Par l’intermédiaire de la Finul, de la force des Nations Unies déployée à la frontière libano-israélienne, le Hezbollah a fait savoir aux Israéliens qu’il ne souhaitait pas entrer dans un cycle de violences. Par le même canal, les Israéliens ont, eux, assuré le Hezbollah qu’ils ne voulaient pas non plus d’une escalade. Ce n’est pas l’habituelle loi du talion mais la Raison qui a prévalu mais pourquoi ?
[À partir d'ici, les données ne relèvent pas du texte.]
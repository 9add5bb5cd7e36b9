//! Serializable types shared by the grid-labs engines.
//!
//! These mirror the dictionary form of a mine field game and the raster
//! exchange format used at the image codec boundary.

pub mod models;

pub use models::*;
//! Core types for connection analysis.

use chrono::{DateTime, Utc};
use serde::{Deserialize, Serialize};

#[cfg(feature = "typescript")]
use ts_rs::TS;

/// Kind of connection being proposed.
#[derive(Debug, Clone, Copy, PartialEq, Eq, Hash, Serialize, Deserialize)]
#[cfg_attr(feature = "typescript", derive(TS))]
#[cfg_attr(feature = "typescript", ts(export))]
#[serde(rename_all = "snake_case")]
pub enum ConnectionType {
    /// Request for information
    Information,
    /// Introduction to someone else
    Introduction,
    /// Publishing the work
    Publication,
    /// Working together
    Collaboration,
    /// Buying or selling
    Commerce,
    /// Putting the person in front of an audience
    Exposure,
}

impl ConnectionType {
    /// Get string representation.
    pub fn as_str(&self) -> &'static str {
        match self {
            Self::Information => "information",
            Self::Introduction => "introduction",
            Self::Publication => "publication",
            Self::Collaboration => "collaboration",
            Self::Commerce => "commerce",
            Self::Exposure => "exposure",
        }
    }
}

/// Safety verdict for a proposed connection.
#[derive(Debug, Clone, Copy, PartialEq, Eq, Hash, Default, Serialize, Deserialize)]
#[cfg_attr(feature = "typescript", derive(TS))]
#[cfg_attr(feature = "typescript", ts(export))]
#[serde(rename_all = "snake_case")]
pub enum ThreatLevel {
    Safe,
    Caution,
    Warning,
    Danger,
    /// Not yet analyzed
    #[default]
    Unknown,
}

impl ThreatLevel {
    /// Get string representation.
    pub fn as_str(&self) -> &'static str {
        match self {
            Self::Safe => "safe",
            Self::Caution => "caution",
            Self::Warning => "warning",
            Self::Danger => "danger",
            Self::Unknown => "unknown",
        }
    }

    /// Recommendation text shown with a report.
    pub fn recommendation(&self) -> &'static str {
        match self {
            Self::Danger => "REJECT",
            Self::Safe => "PROCEED",
            Self::Caution | Self::Warning | Self::Unknown => "PROCEED WITH CAUTION",
        }
    }
}

/// A proposed connection to evaluate.
#[derive(Debug, Clone, Serialize, Deserialize)]
#[cfg_attr(feature = "typescript", derive(TS))]
#[cfg_attr(feature = "typescript", ts(export))]
pub struct ConnectionProposal {
    /// Unique identifier
    #[serde(default = "new_proposal_id")]
    pub id: String,
    /// Connection type
    #[serde(rename = "type")]
    pub connection_type: ConnectionType,
    /// Who or what is reaching out
    pub target: String,
    /// What they are asking for
    pub content: String,
    /// Surrounding context
    #[serde(default)]
    pub context: String,
    /// When the proposal was made
    #[serde(default = "chrono::Utc::now")]
    pub proposed_at: DateTime<Utc>,
}

fn new_proposal_id() -> String {
    uuid::Uuid::new_v4().to_string()
}

impl ConnectionProposal {
    /// Create a new proposal.
    pub fn new(
        connection_type: ConnectionType,
        target: impl Into<String>,
        content: impl Into<String>,
    ) -> Self {
        Self {
            id: new_proposal_id(),
            connection_type,
            target: target.into(),
            content: content.into(),
            context: String::new(),
            proposed_at: Utc::now(),
        }
    }

    /// Set context.
    pub fn with_context(mut self, context: impl Into<String>) -> Self {
        self.context = context.into();
        self
    }

    /// Check the preconditions for analysis.
    pub fn validate(&self) -> Result<()> {
        if self.target.trim().is_empty() {
            return Err(PawError::InvalidProposal("target is required".to_string()));
        }
        if self.content.trim().is_empty() {
            return Err(PawError::InvalidProposal("content is required".to_string()));
        }
        Ok(())
    }

    /// Lowercased text scanned for keywords.
    pub fn scan_text(&self) -> String {
        format!("{} {} {}", self.target, self.content, self.context).to_lowercase()
    }
}

/// Outcome of one criterion check.
#[derive(Debug, Clone, Serialize, Deserialize)]
#[cfg_attr(feature = "typescript", derive(TS))]
#[cfg_attr(feature = "typescript", ts(export))]
pub struct ValidationResult {
    /// Criterion name
    pub criterion: String,
    /// Whether it passed
    pub passed: bool,
    /// Confidence in the outcome (0.0 - 1.0)
    pub confidence: f64,
    /// What was found
    pub evidence: String,
    /// Concerns raised
    pub concerns: Vec<String>,
}

/// Report for an analyzed proposal.
#[derive(Debug, Clone, Serialize, Deserialize)]
#[cfg_attr(feature = "typescript", derive(TS))]
#[cfg_attr(feature = "typescript", ts(export))]
pub struct ConnectionReport {
    /// Proposal that was analyzed
    pub proposal_id: String,
    /// Verdict
    pub threat_level: ThreatLevel,
    /// Fraction of criteria passed (0.0 - 1.0)
    pub overall_score: f64,
    /// Per-criterion results, in evaluation order
    pub results: Vec<ValidationResult>,
    /// REJECT / PROCEED / PROCEED WITH CAUTION
    pub recommendation: String,
    /// Measures to protect the recipient
    pub protective_measures: Vec<String>,
    /// Red-flag keywords found
    pub red_flags: Vec<String>,
    /// Green-flag keywords found
    pub green_flags: Vec<String>,
    /// When the analysis ran
    pub validated_at: DateTime<Utc>,
}

impl ConnectionReport {
    /// Result for a criterion by name.
    pub fn result(&self, criterion: &str) -> Option<&ValidationResult> {
        self.results.iter().find(|r| r.criterion == criterion)
    }
}

/// Error types for connection analysis.
#[derive(Debug, thiserror::Error)]
pub enum PawError {
    /// Proposal failed precondition checks
    #[error("Invalid proposal: {0}")]
    InvalidProposal(String),

    /// Configuration error
    #[error("Configuration error: {0}")]
    ConfigError(String),
}

pub type Result<T> = std::result::Result<T, PawError>;

#[cfg(test)]
mod tests {
    use super::*;

    #[test]
    fn test_recommendation_text() {
        assert_eq!(ThreatLevel::Danger.recommendation(), "REJECT");
        assert_eq!(ThreatLevel::Safe.recommendation(), "PROCEED");
        assert_eq!(ThreatLevel::Warning.recommendation(), "PROCEED WITH CAUTION");
        assert_eq!(ThreatLevel::Caution.recommendation(), "PROCEED WITH CAUTION");
    }

    #[test]
    fn test_proposal_json_uses_type_field() {
        let proposal: ConnectionProposal = serde_json::from_value(serde_json::json!({
            "id": "prop-1",
            "type": "exposure",
            "target": "Podcast",
            "content": "Come on the show"
        }))
        .unwrap();

        assert_eq!(proposal.connection_type, ConnectionType::Exposure);
        assert!(proposal.context.is_empty());
    }

    #[test]
    fn test_proposal_validation() {
        let ok = ConnectionProposal::new(ConnectionType::Information, "Lab", "Question about data");
        assert!(ok.validate().is_ok());

        let no_target = ConnectionProposal::new(ConnectionType::Information, " ", "Question");
        assert!(matches!(no_target.validate(), Err(PawError::InvalidProposal(_))));

        let no_content = ConnectionProposal::new(ConnectionType::Information, "Lab", "");
        assert!(no_content.validate().is_err());
    }

    #[test]
    fn test_scan_text_is_lowercase() {
        let proposal = ConnectionProposal::new(ConnectionType::Commerce, "ACME", "Monetize IT")
            .with_context("Growth Hack");
        assert_eq!(proposal.scan_text(), "acme monetize it growth hack");
    }
}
Difficile de le dire précisément car il y les faits et des suppositions. Les faits sont que l’essentiel des troupes du Hezbollah est engagé, depuis deux ans, en Syrie aux côtés du régime Assad. Aussi puissante qu’elle soit, cette organisation de chiites libanais armés et financés par l’Iran, pourrait difficilement se battre sur deux fronts à la fois et les Israéliens savent, pour leur part, que les missiles dont l’Iran a doté le Hezbollah peuvent frapper Tel Aviv beaucoup plus sûrement que ceux dont le Hamas disposait l’été dernier à Gaza.

Une dissuasion a joué car chacune des deux parties avait de quoi faire réfléchir l’autre mais on peut également supposer que les plus modérés des dirigeants iraniens ont voulu calmer le jeu pour ne pas compromettre plus encore les négociations sur le dossier nucléaire qu’ils mènent avec les grandes puissances. On peut aussi imaginer que le régime syrien n’ait pas voulu risquer que le Hezbollah se trouve obligé de rappeler des troupes sans lesquelles Bachar al-Assad serait en difficultés puisqu’elles constituent les plus sûres de ses forces.

Il y eut quoi qu’il en soit, et pourvu que cela dure, un faisceau de convergences qui a fait baisser la tension et, cette menace de guerre écartée, c’est maintenant la scène intérieure israélienne qui à scruter à la loupe.

On le disait hier, à un mois et demi des élections israéliennes du 17 mars, le camp de la paix relève la tête. Pour l’instant en tout cas, les sondages lui donnent quelques sièges d’avance sur la coalition de droite et d’extrême-droite conduite par Benjamin Netanyahou. Aucune des deux coalition en lice ne semble à même d’obtenir une majorité absolue. Un suspens grandit et cela d’autant plus que les partis politiques des Arabes israéliens tentent de surmonter leurs divergences et de présenter une liste commune.

S’ils y parvenaient, ils pourraient susciter une mobilisation des électeurs arabes, les convaincre de retourner aux urnes dont ils s’étaient détournés depuis longtemps et remporter alors assez de sièges pour constituer un groupe pivot à la Knesset. Ce serait une situation inédite, un total bouleversement dont les conséquences pourraient être grandes.